▶ [What is required]:
Among the lines below, keep only those from the one containing "pub struct SessionSettings" through the one containing "a running session.", and reproduce them exactly.

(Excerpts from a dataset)
——————————
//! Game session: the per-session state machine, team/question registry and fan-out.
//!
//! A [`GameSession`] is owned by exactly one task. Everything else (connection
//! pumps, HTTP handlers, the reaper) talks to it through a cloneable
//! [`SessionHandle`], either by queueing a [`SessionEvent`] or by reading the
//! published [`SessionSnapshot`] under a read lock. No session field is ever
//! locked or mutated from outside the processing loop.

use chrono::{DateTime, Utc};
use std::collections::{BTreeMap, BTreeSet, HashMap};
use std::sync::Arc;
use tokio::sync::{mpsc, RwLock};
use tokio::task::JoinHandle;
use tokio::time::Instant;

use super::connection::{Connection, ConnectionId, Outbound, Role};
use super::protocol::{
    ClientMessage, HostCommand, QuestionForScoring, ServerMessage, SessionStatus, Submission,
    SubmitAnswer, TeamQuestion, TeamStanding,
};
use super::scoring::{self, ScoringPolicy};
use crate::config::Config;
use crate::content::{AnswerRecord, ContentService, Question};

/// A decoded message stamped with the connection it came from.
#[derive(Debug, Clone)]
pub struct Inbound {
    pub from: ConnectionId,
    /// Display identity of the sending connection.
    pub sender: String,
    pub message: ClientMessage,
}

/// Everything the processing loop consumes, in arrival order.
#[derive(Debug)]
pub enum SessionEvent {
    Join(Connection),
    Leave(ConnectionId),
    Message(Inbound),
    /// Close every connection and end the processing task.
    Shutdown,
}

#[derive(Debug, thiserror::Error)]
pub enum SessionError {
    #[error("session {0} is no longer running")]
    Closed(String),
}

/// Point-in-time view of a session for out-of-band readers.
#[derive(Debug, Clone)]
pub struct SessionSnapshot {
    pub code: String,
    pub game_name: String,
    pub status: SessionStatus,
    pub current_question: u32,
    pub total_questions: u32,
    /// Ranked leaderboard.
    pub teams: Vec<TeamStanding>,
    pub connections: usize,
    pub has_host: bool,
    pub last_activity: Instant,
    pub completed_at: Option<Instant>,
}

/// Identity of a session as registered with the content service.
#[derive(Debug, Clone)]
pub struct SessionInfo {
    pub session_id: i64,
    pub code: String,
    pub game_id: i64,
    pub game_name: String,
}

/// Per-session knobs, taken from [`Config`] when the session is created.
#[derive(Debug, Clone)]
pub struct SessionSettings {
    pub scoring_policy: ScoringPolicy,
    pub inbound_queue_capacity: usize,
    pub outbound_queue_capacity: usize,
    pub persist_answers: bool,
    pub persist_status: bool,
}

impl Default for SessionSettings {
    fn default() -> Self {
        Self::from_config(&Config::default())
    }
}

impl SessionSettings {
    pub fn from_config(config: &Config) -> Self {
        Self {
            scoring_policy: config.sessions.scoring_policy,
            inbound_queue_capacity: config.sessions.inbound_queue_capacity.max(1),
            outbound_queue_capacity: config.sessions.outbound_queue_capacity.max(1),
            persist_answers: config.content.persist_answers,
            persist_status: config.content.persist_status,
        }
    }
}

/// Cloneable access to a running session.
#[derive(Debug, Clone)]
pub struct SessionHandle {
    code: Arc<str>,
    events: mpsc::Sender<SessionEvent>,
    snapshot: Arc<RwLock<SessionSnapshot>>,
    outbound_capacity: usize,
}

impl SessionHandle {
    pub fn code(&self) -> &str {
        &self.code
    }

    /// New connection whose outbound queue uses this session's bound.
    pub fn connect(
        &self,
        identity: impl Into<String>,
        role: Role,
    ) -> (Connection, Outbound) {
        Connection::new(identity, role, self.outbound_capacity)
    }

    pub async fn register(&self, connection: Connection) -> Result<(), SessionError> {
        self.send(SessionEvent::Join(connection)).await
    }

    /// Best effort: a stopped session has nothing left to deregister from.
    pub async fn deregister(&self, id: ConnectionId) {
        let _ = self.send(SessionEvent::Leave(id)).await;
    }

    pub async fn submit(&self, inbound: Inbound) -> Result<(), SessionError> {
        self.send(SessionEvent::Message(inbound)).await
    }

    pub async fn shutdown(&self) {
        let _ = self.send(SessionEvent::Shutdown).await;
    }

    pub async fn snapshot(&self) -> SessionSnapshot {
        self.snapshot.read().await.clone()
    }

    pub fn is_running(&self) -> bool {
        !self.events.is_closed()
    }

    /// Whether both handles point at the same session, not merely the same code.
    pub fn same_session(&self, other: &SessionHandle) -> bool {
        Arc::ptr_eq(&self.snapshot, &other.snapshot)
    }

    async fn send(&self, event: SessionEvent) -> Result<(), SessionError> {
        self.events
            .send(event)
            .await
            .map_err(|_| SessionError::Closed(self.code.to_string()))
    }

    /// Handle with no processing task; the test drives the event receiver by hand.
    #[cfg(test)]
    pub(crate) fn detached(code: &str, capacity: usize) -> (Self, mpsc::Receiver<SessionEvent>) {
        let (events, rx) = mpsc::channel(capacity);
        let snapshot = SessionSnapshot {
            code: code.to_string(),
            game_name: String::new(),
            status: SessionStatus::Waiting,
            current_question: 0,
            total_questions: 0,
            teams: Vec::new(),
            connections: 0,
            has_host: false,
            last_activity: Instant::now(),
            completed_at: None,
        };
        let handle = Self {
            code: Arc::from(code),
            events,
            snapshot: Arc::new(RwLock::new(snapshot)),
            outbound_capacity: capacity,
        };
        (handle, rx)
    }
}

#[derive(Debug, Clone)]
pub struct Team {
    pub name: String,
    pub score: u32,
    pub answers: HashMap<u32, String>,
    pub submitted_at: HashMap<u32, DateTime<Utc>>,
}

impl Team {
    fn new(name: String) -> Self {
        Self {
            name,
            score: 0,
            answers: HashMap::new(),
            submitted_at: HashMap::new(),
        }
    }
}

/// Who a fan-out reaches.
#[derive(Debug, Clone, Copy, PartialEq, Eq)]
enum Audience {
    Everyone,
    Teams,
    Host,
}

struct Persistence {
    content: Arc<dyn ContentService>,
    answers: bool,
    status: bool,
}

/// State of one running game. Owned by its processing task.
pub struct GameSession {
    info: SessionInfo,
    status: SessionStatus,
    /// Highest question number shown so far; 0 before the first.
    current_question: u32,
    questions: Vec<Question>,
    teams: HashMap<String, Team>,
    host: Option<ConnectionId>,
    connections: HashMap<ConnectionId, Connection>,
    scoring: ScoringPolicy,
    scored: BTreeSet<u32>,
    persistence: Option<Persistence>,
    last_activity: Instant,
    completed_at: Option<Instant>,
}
——————————
▶ [Exercise response]:
pub struct SessionSettings {
    pub scoring_policy: ScoringPolicy,
    pub inbound_queue_capacity: usize,
    pub outbound_queue_capacity: usize,
    pub persist_answers: bool,
    pub persist_status: bool,
}

impl Default for SessionSettings {
    fn default() -> Self {
        Self::from_config(&Config::default())
    }
}

impl SessionSettings {
    pub fn from_config(config: &Config) -> Self {
        Self {
            scoring_policy: config.sessions.scoring_policy,
            inbound_queue_capacity: config.sessions.inbound_queue_capacity.max(1),
            outbound_queue_capacity: config.sessions.outbound_queue_capacity.max(1),
            persist_answers: config.content.persist_answers,
            persist_status: config.content.persist_status,
        }
    }
}

/// Cloneable access to a running session.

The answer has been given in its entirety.